Fiber demonstrates exceptional performance in high-throughput scenarios:
  • Plaintext: 10x faster than Express (11.9M vs 1.2M req/s)
  • JSON Serialization: 2.5x faster than Express (2.4M vs 950K req/s)
  • Single Query: 2.2x faster than Express (953K vs 442K req/s)
This makes Fiber ideal for:
  • High-traffic APIs
  • Microservices handling many requests
  • Real-time applications
  • Gateway and proxy services
Fiber maintains consistently low latency across most operations:
  • Plaintext: 1.0ms average latency
  • JSON: 0.2ms average latency
  • Single Query: 0.6ms average latency
Low latency is crucial for:
  • User-facing applications
  • API gateways
  • Service mesh communications
Fiber’s zero-allocation router and efficient memory management contribute to:
  • Lower memory footprint
  • Better garbage collection performance
  • Higher request throughput under memory pressure
  • Reduced infrastructure costs

Benchmark Methodology

Test Categories

TechEmpower benchmarks test several key aspects of web framework performance:
  1. JSON Serialization: Tests the framework’s ability to serialize objects to JSON
  2. Single Database Query: Tests database access with a single query per request
  3. Multiple Database Queries: Tests handling of multiple sequential database queries
  4. Database Updates: Tests reading, modifying, and updating database records
  5. Plaintext: Tests basic request routing and response handling
  6. Fortunes: Tests template rendering and HTML escaping

Why These Tests Matter

Real-World Patterns

Tests reflect common web application patterns: JSON APIs, database access, and content rendering.

Standardized Comparison

All frameworks run identical operations under the same hardware conditions for fair comparison.

Production Configuration

Frameworks are configured as they would be in production environments.

Community Validated

Test implementations are reviewed and maintained by the community.

Interpreting Results

Benchmarks measure specific scenarios and may not represent your application’s exact workload.
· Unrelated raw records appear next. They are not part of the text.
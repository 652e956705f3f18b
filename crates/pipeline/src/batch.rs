use callscore_record::AnalysisRecord;

use crate::{CallPipeline, PipelineError};

/// Result of one call within a batch. Failures are reported, never
/// propagated: one bad call must not stop the rest of the batch.
#[derive(Debug)]
pub struct BatchOutcome {
    pub audio_ref: String,
    pub result: Result<AnalysisRecord, PipelineError>,
}

/// Fans a batch of calls out over `jobs` worker threads.
///
/// Each worker pulls references off a shared channel and runs the full
/// pipeline for one call at a time; workers share nothing but the
/// read-only pipeline. Outcomes come back in input order regardless of
/// which worker finished first.
pub fn process_batch(
    pipeline: &CallPipeline,
    audio_refs: &[String],
    jobs: usize,
) -> Vec<BatchOutcome> {
    if audio_refs.is_empty() {
        return Vec::new();
    }
    let jobs = jobs.clamp(1, audio_refs.len());

    let (work_tx, work_rx) = crossbeam_channel::unbounded::<(usize, String)>();
    for (index, audio_ref) in audio_refs.iter().enumerate() {
        work_tx
            .send((index, audio_ref.clone()))
            .expect("work queue receiver alive");
    }
    drop(work_tx);

    let (done_tx, done_rx) = crossbeam_channel::unbounded::<(usize, BatchOutcome)>();
    std::thread::scope(|scope| {
        for _ in 0..jobs {
            let work_rx = work_rx.clone();
            let done_tx = done_tx.clone();
            scope.spawn(move || {
                for (index, audio_ref) in work_rx.iter() {
                    let result = pipeline.process_call(&audio_ref);
                    if let Err(err) = &result {
                        tracing::warn!(audio_ref, error = %err, "call failed");
                    }
                    let _ = done_tx.send((index, BatchOutcome { audio_ref, result }));
                }
            });
        }
    });
    drop(done_tx);

    let mut slots: Vec<Option<BatchOutcome>> = audio_refs.iter().map(|_| None).collect();
    for (index, outcome) in done_rx.iter() {
        slots[index] = Some(outcome);
    }
    slots.into_iter().flatten().collect()
}
//! In-memory configuration store with change notification.

use std::collections::{BTreeMap, BTreeSet};
use std::sync::Arc;

use netres_events::{ConfigChangeEvent, ConfigChangeType, ConfigClass, ConfigSubject, SubjectKind};
use parking_lot::RwLock;
use serde_json::Value;
use tracing::{debug, info, warn};

use crate::{
    BandwidthCapacityConfig, ConfigEntry, ConfigError, ConfigListener, ConfigSource,
    NetworkConfig, SegmentRoutingAppConfig,
};

type ConfigKey = (ConfigSubject, ConfigClass);

/// Counts from a [`NetworkConfigStore::sync`] pass.
#[derive(Debug, Clone, Copy, Default, PartialEq, Eq)]
pub struct SyncSummary {
    pub added: usize,
    pub updated: usize,
    pub removed: usize,
    pub unchanged: usize,
    pub rejected: usize,
}

/// Stores validated documents and notifies listeners of changes.
///
/// Events are delivered synchronously on the thread that made the change,
/// after the store's locks are released.
pub struct NetworkConfigStore {
    classes: RwLock<BTreeMap<ConfigClass, SubjectKind>>,
    configs: RwLock<BTreeMap<ConfigKey, Value>>,
    listeners: RwLock<Vec<Arc<dyn ConfigListener>>>,
}

impl NetworkConfigStore {
    /// Creates a store with no registered classes.
    pub fn new() -> Self {
        Self {
            classes: RwLock::new(BTreeMap::new()),
            configs: RwLock::new(BTreeMap::new()),
            listeners: RwLock::new(Vec::new()),
        }
    }

    /// Creates a store with the bandwidth capacity and segment routing
    /// classes registered.
    pub fn with_default_classes() -> Self {
        let store = Self::new();
        store.register_class(BandwidthCapacityConfig::CLASS, SubjectKind::Port);
        store.register_class(SegmentRoutingAppConfig::CLASS, SubjectKind::App);
        store
    }

    /// Adds a listener.
    pub fn add_listener(&self, listener: Arc<dyn ConfigListener>) {
        self.listeners.write().push(listener);
    }

    /// Removes a previously added listener.
    pub fn remove_listener(&self, listener: &Arc<dyn ConfigListener>) {
        self.listeners.write().retain(|l| !Arc::ptr_eq(l, listener));
    }

    /// Registers a configuration class for subjects of `kind`.
    ///
    /// Returns false if the class was already registered.
    pub fn register_class(&self, class: ConfigClass, kind: SubjectKind) -> bool {
        let inserted = {
            let mut classes = self.classes.write();
            if classes.contains_key(&class) {
                false
            } else {
                classes.insert(class.clone(), kind);
                true
            }
        };

        if inserted {
            debug!(class = %class, "Registered configuration class");
            self.post(ConfigChangeEvent::class_lifecycle(
                ConfigChangeType::ConfigRegistered,
                class,
            ));
        }
        inserted
    }

    /// Unregisters a configuration class. Stored documents are kept.
    pub fn unregister_class(&self, class: &ConfigClass) -> bool {
        let removed = self.classes.write().remove(class).is_some();
        if removed {
            debug!(class = %class, "Unregistered configuration class");
            self.post(ConfigChangeEvent::class_lifecycle(
                ConfigChangeType::ConfigUnregistered,
                class.clone(),
            ));
        }
        removed
    }

    /// Returns the subject kind a class is registered for.
    pub fn subject_kind(&self, class: &ConfigClass) -> Option<SubjectKind> {
        self.classes.read().get(class).copied()
    }

    /// Validates and stores a document, then notifies listeners.
    ///
    /// Returns `ConfigAdded` for a new (subject, class) pair and
    /// `ConfigUpdated` otherwise.
    pub fn apply_config(
        &self,
        subject: ConfigSubject,
        class: ConfigClass,
        node: Value,
    ) -> Result<ConfigChangeType, ConfigError> {
        self.validate(&subject, &class, &node)?;

        let previous = self
            .configs
            .write()
            .insert((subject.clone(), class.clone()), node);

        let change_type = if previous.is_some() {
            ConfigChangeType::ConfigUpdated
        } else {
            ConfigChangeType::ConfigAdded
        };

        info!(subject = %subject, class = %class, change_type = %change_type, "Configuration applied");
        self.post(ConfigChangeEvent::new(change_type, subject, class));
        Ok(change_type)
    }

    /// Removes a document, notifying listeners if one existed.
    pub fn remove_config(&self, subject: &ConfigSubject, class: &ConfigClass) -> bool {
        let removed = self
            .configs
            .write()
            .remove(&(subject.clone(), class.clone()))
            .is_some();

        if removed {
            info!(subject = %subject, class = %class, "Configuration removed");
            self.post(ConfigChangeEvent::new(
                ConfigChangeType::ConfigRemoved,
                subject.clone(),
                class.clone(),
            ));
        }
        removed
    }

    /// Makes the store hold exactly `entries`.
    ///
    /// New and changed documents are applied, identical ones are skipped, and
    /// stored documents missing from `entries` are removed. Invalid entries
    /// are logged and counted; they do not stop the pass.
    pub fn sync(&self, entries: Vec<ConfigEntry>) -> SyncSummary {
        let mut summary = SyncSummary::default();
        let mut wanted = BTreeSet::new();

        for entry in entries {
            wanted.insert((entry.subject.clone(), entry.class.clone()));

            let current = self.get_config(&entry.subject, &entry.class);
            if current.as_ref() == Some(&entry.node) {
                summary.unchanged += 1;
                continue;
            }

            let subject = entry.subject.to_string();
            match self.apply_config(entry.subject, entry.class, entry.node) {
                Ok(ConfigChangeType::ConfigAdded) => summary.added += 1,
                Ok(_) => summary.updated += 1,
                Err(e) => {
                    warn!(subject = %subject, error = %e, "Rejected configuration entry");
                    summary.rejected += 1;
                }
            }
        }

        let stale: Vec<ConfigKey> = self
            .configs
            .read()
            .keys()
            .filter(|key| !wanted.contains(*key))
            .cloned()
            .collect();

        for (subject, class) in stale {
            if self.remove_config(&subject, &class) {
                summary.removed += 1;
            }
        }

        summary
    }

    /// Returns every stored (subject, class) pair.
    pub fn keys(&self) -> Vec<(ConfigSubject, ConfigClass)> {
        self.configs.read().keys().cloned().collect()
    }

    fn validate(
        &self,
        subject: &ConfigSubject,
        class: &ConfigClass,
        node: &Value,
    ) -> Result<(), ConfigError> {
        let Some(kind) = self.subject_kind(class) else {
            return Err(ConfigError::UnknownClass(class.to_string()));
        };
        if subject.kind() != kind {
            return Err(ConfigError::WrongSubject {
                class: class.clone(),
                subject: subject.to_string(),
            });
        }

        let valid = if *class == BandwidthCapacityConfig::CLASS {
            BandwidthCapacityConfig::from_node(subject, node.clone())?.is_valid()
        } else if *class == SegmentRoutingAppConfig::CLASS {
            SegmentRoutingAppConfig::from_node(subject, node.clone())?.is_valid()
        } else {
            node.is_object()
        };

        if !valid {
            return Err(ConfigError::Invalid {
                class: class.clone(),
                subject: subject.to_string(),
            });
        }
        Ok(())
    }

    fn post(&self, event: ConfigChangeEvent) {
        let listeners: Vec<_> = self.listeners.read().clone();
        for listener in listeners {
            if listener.is_relevant(&event) {
                listener.event(event.clone());
            }
        }
    }
}

impl Default for NetworkConfigStore {
    fn default() -> Self {
        Self::new()
    }
}

impl ConfigSource for NetworkConfigStore {
    fn get_config(&self, subject: &ConfigSubject, class: &ConfigClass) -> Option<Value> {
        self.configs
            .read()
            .get(&(subject.clone(), class.clone()))
            .cloned()
    }
}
Use these results as a general guide, and always benchmark your specific use case.

Considerations

  • Database tests: Performance depends heavily on database configuration and network latency
  • Real applications: Include business logic, validation, and other processing not captured in benchmarks
  • Scalability: Both vertical (single machine) and horizontal (multiple machines) scaling characteristics matter
  • Development velocity: Framework productivity, ecosystem, and maintainability are crucial factors beyond raw performance

Running Your Own Benchmarks

To benchmark Fiber in your environment:
# Clone the TechEmpower benchmarks repository
git clone https://github.com/TechEmpower/FrameworkBenchmarks.git
cd FrameworkBenchmarks

# Run Fiber benchmarks
./tfb --mode benchmark --test fiber
For custom benchmarks specific to your use case:
package main

import (
    "testing"
    "github.com/gofiber/fiber/v3"
)

func BenchmarkFiberHandler(b *testing.B) {
    app := fiber.New()
    app.Get("/", func(c fiber.Ctx) error {
        return c.SendString("Hello, World!")
    })
    
    b.ResetTimer()
    b.RunParallel(func(pb *testing.PB) {
        for pb.Next() {
            // Your benchmark code
        }
    })
}
For production benchmarking, use realistic data volumes, network conditions, and concurrent user patterns that match your expected traffic.